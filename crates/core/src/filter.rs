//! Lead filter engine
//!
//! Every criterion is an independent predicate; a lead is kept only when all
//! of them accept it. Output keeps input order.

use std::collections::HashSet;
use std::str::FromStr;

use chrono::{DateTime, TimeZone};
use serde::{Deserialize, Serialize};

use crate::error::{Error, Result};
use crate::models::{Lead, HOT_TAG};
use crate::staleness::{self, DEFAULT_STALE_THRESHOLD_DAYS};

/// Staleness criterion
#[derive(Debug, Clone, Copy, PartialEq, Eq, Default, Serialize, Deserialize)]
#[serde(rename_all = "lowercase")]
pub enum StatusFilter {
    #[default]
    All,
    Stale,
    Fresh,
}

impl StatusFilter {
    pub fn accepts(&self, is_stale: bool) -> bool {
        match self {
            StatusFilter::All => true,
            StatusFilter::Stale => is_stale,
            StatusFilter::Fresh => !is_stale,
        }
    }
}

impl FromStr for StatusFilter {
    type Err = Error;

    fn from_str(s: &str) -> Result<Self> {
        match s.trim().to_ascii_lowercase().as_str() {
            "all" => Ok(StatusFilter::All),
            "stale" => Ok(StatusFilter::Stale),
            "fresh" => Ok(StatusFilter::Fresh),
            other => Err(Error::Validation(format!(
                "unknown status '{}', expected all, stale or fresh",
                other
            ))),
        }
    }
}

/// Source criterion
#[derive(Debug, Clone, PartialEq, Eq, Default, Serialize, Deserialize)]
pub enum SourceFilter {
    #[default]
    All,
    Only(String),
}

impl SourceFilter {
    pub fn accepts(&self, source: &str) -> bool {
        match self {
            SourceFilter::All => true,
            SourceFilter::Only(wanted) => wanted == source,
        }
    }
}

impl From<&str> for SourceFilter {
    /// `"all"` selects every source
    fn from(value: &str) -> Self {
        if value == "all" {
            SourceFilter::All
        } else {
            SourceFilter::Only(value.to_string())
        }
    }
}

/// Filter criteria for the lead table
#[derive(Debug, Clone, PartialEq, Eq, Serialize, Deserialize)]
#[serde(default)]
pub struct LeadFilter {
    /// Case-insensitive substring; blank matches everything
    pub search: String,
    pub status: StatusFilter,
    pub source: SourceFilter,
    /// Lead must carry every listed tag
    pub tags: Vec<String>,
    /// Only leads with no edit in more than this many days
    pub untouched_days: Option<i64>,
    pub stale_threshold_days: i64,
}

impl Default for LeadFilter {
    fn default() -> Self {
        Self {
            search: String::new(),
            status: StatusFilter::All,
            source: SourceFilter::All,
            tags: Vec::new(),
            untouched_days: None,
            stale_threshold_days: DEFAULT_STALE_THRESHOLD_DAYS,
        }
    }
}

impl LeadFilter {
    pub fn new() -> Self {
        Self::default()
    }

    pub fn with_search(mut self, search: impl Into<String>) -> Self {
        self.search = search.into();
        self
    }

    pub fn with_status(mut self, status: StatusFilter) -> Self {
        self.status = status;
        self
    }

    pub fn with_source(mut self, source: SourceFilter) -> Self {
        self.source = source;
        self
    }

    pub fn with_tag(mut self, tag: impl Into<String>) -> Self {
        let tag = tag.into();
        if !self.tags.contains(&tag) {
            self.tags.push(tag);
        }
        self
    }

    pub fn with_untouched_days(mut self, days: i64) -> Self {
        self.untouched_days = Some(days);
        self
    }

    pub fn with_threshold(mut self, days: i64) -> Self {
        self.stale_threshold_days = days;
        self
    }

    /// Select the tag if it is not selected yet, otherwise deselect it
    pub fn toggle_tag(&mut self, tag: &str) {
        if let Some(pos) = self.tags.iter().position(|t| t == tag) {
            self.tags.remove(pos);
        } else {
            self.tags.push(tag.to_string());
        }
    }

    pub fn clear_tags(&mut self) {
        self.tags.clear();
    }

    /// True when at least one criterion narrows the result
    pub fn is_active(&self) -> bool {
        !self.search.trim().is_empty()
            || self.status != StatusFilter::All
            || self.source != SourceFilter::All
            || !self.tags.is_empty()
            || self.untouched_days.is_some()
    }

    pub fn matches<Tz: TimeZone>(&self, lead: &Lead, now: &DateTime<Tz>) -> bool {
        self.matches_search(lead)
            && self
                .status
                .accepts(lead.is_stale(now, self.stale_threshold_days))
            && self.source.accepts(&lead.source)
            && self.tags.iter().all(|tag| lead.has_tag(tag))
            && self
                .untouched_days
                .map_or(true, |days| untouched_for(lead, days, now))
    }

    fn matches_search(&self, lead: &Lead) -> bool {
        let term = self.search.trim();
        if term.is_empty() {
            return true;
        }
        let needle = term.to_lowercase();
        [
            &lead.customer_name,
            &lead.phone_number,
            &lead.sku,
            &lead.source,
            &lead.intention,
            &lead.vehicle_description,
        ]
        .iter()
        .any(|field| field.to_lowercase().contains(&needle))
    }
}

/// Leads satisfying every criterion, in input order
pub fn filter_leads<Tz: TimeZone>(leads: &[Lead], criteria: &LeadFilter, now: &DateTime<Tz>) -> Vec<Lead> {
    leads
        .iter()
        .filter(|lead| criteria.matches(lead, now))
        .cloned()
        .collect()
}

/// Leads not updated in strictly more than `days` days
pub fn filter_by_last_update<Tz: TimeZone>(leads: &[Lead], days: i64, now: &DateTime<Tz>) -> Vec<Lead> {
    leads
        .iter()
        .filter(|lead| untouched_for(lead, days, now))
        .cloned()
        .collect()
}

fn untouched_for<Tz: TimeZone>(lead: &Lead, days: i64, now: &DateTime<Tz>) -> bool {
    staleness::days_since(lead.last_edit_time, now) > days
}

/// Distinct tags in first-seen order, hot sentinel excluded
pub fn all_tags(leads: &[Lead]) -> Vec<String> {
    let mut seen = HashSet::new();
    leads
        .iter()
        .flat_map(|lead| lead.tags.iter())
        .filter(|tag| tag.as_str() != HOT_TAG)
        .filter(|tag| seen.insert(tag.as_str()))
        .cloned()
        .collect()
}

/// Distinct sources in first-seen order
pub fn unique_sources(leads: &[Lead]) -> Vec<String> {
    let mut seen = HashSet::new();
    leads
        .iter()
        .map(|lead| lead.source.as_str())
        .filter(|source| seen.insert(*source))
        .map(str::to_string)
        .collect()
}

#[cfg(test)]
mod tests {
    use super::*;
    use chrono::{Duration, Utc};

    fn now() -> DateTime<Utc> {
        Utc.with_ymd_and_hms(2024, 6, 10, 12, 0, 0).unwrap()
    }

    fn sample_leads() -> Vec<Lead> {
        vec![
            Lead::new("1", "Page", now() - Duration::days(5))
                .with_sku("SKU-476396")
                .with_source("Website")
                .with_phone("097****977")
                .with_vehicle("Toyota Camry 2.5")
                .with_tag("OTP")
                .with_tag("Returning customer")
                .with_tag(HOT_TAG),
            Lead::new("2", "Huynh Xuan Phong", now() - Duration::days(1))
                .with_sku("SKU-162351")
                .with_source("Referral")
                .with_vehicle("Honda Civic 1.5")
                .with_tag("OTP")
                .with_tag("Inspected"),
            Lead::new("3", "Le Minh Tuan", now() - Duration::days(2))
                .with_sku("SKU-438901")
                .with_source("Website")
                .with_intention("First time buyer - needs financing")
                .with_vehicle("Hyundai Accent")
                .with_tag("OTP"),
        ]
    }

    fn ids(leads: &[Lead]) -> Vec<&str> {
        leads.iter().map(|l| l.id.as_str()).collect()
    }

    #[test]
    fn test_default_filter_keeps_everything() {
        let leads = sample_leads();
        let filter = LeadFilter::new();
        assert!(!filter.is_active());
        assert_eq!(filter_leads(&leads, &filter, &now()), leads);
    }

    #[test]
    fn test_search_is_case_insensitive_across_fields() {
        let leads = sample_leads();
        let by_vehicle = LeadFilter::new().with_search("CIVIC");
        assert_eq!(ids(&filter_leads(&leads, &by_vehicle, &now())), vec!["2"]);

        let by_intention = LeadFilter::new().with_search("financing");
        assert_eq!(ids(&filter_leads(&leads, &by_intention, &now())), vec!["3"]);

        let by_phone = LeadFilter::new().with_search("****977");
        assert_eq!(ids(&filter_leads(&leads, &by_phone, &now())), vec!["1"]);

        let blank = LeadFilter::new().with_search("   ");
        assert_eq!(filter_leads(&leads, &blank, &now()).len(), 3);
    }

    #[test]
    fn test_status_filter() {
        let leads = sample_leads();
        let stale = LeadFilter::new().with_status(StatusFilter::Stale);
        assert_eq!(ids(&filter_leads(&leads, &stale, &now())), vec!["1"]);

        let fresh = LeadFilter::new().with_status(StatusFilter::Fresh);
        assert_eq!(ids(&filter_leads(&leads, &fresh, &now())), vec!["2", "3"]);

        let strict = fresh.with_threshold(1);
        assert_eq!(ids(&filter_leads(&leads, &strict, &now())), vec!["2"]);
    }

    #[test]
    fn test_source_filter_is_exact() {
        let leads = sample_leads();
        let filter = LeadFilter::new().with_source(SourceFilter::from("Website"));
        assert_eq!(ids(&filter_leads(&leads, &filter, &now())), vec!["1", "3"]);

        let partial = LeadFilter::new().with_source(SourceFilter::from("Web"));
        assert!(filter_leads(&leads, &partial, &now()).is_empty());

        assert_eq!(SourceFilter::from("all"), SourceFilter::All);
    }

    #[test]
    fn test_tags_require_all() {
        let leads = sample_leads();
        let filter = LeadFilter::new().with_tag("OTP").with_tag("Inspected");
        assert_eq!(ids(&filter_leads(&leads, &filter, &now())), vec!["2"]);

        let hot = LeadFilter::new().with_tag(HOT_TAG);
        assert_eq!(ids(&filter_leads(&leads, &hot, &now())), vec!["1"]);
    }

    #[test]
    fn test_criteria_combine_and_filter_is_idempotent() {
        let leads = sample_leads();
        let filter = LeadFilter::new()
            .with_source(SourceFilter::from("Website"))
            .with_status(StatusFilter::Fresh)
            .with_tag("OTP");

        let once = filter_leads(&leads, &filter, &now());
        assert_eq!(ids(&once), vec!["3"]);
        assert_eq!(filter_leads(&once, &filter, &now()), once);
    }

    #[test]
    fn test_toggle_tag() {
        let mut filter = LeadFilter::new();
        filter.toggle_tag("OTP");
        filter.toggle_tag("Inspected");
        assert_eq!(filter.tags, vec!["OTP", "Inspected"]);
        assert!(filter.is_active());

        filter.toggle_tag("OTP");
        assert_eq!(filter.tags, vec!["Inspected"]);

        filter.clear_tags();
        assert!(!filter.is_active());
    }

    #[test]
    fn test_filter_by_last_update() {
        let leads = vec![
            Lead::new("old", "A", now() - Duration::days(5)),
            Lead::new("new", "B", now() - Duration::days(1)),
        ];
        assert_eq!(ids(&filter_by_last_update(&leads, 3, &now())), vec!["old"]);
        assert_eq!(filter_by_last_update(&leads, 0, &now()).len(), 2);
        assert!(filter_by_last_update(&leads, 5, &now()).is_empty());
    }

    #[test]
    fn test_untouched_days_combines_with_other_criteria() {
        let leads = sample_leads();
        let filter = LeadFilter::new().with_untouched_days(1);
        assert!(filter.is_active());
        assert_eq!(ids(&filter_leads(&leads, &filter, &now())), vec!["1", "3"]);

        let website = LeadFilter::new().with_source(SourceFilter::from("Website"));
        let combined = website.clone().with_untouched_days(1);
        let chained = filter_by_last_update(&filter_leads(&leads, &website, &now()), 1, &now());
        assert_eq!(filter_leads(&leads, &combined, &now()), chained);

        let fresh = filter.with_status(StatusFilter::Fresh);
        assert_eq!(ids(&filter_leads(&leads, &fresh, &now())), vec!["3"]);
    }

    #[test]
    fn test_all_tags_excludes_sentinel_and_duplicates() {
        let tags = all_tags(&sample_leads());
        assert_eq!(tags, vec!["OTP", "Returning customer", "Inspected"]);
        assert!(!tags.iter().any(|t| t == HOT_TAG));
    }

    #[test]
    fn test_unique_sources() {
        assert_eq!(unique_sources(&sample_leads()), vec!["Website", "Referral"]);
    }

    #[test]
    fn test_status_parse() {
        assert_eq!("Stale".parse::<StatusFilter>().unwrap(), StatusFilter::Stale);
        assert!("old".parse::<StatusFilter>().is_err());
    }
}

Task instructions
Your answer must consist solely of the lines from the top of the entries above through the line containing "the lead table", copied exactly, both ends included.

Expected answer
filename crates/core/src/filter.rs
//! Lead filter engine
//!
//! Every criterion is an independent predicate; a lead is kept only when all
//! of them accept it. Output keeps input order.

use std::collections::HashSet;
use std::str::FromStr;

use chrono::{DateTime, TimeZone};
use serde::{Deserialize, Serialize};

use crate::error::{Error, Result};
use crate::models::{Lead, HOT_TAG};
use crate::staleness::{self, DEFAULT_STALE_THRESHOLD_DAYS};

/// Staleness criterion
#[derive(Debug, Clone, Copy, PartialEq, Eq, Default, Serialize, Deserialize)]
#[serde(rename_all = "lowercase")]
pub enum StatusFilter {
    #[default]
    All,
    Stale,
    Fresh,
}

impl StatusFilter {
    pub fn accepts(&self, is_stale: bool) -> bool {
        match self {
            StatusFilter::All => true,
            StatusFilter::Stale => is_stale,
            StatusFilter::Fresh => !is_stale,
        }
    }
}

impl FromStr for StatusFilter {
    type Err = Error;

    fn from_str(s: &str) -> Result<Self> {
        match s.trim().to_ascii_lowercase().as_str() {
            "all" => Ok(StatusFilter::All),
            "stale" => Ok(StatusFilter::Stale),
            "fresh" => Ok(StatusFilter::Fresh),
            other => Err(Error::Validation(format!(
                "unknown status '{}', expected all, stale or fresh",
                other
            ))),
        }
    }
}

/// Source criterion
#[derive(Debug, Clone, PartialEq, Eq, Default, Serialize, Deserialize)]
pub enum SourceFilter {
    #[default]
    All,
    Only(String),
}

impl SourceFilter {
    pub fn accepts(&self, source: &str) -> bool {
        match self {
            SourceFilter::All => true,
            SourceFilter::Only(wanted) => wanted == source,
        }
    }
}

impl From<&str> for SourceFilter {
    /// `"all"` selects every source
    fn from(value: &str) -> Self {
        if value == "all" {
            SourceFilter::All
        } else {
            SourceFilter::Only(value.to_string())
        }
    }
}

/// Filter criteria for the lead table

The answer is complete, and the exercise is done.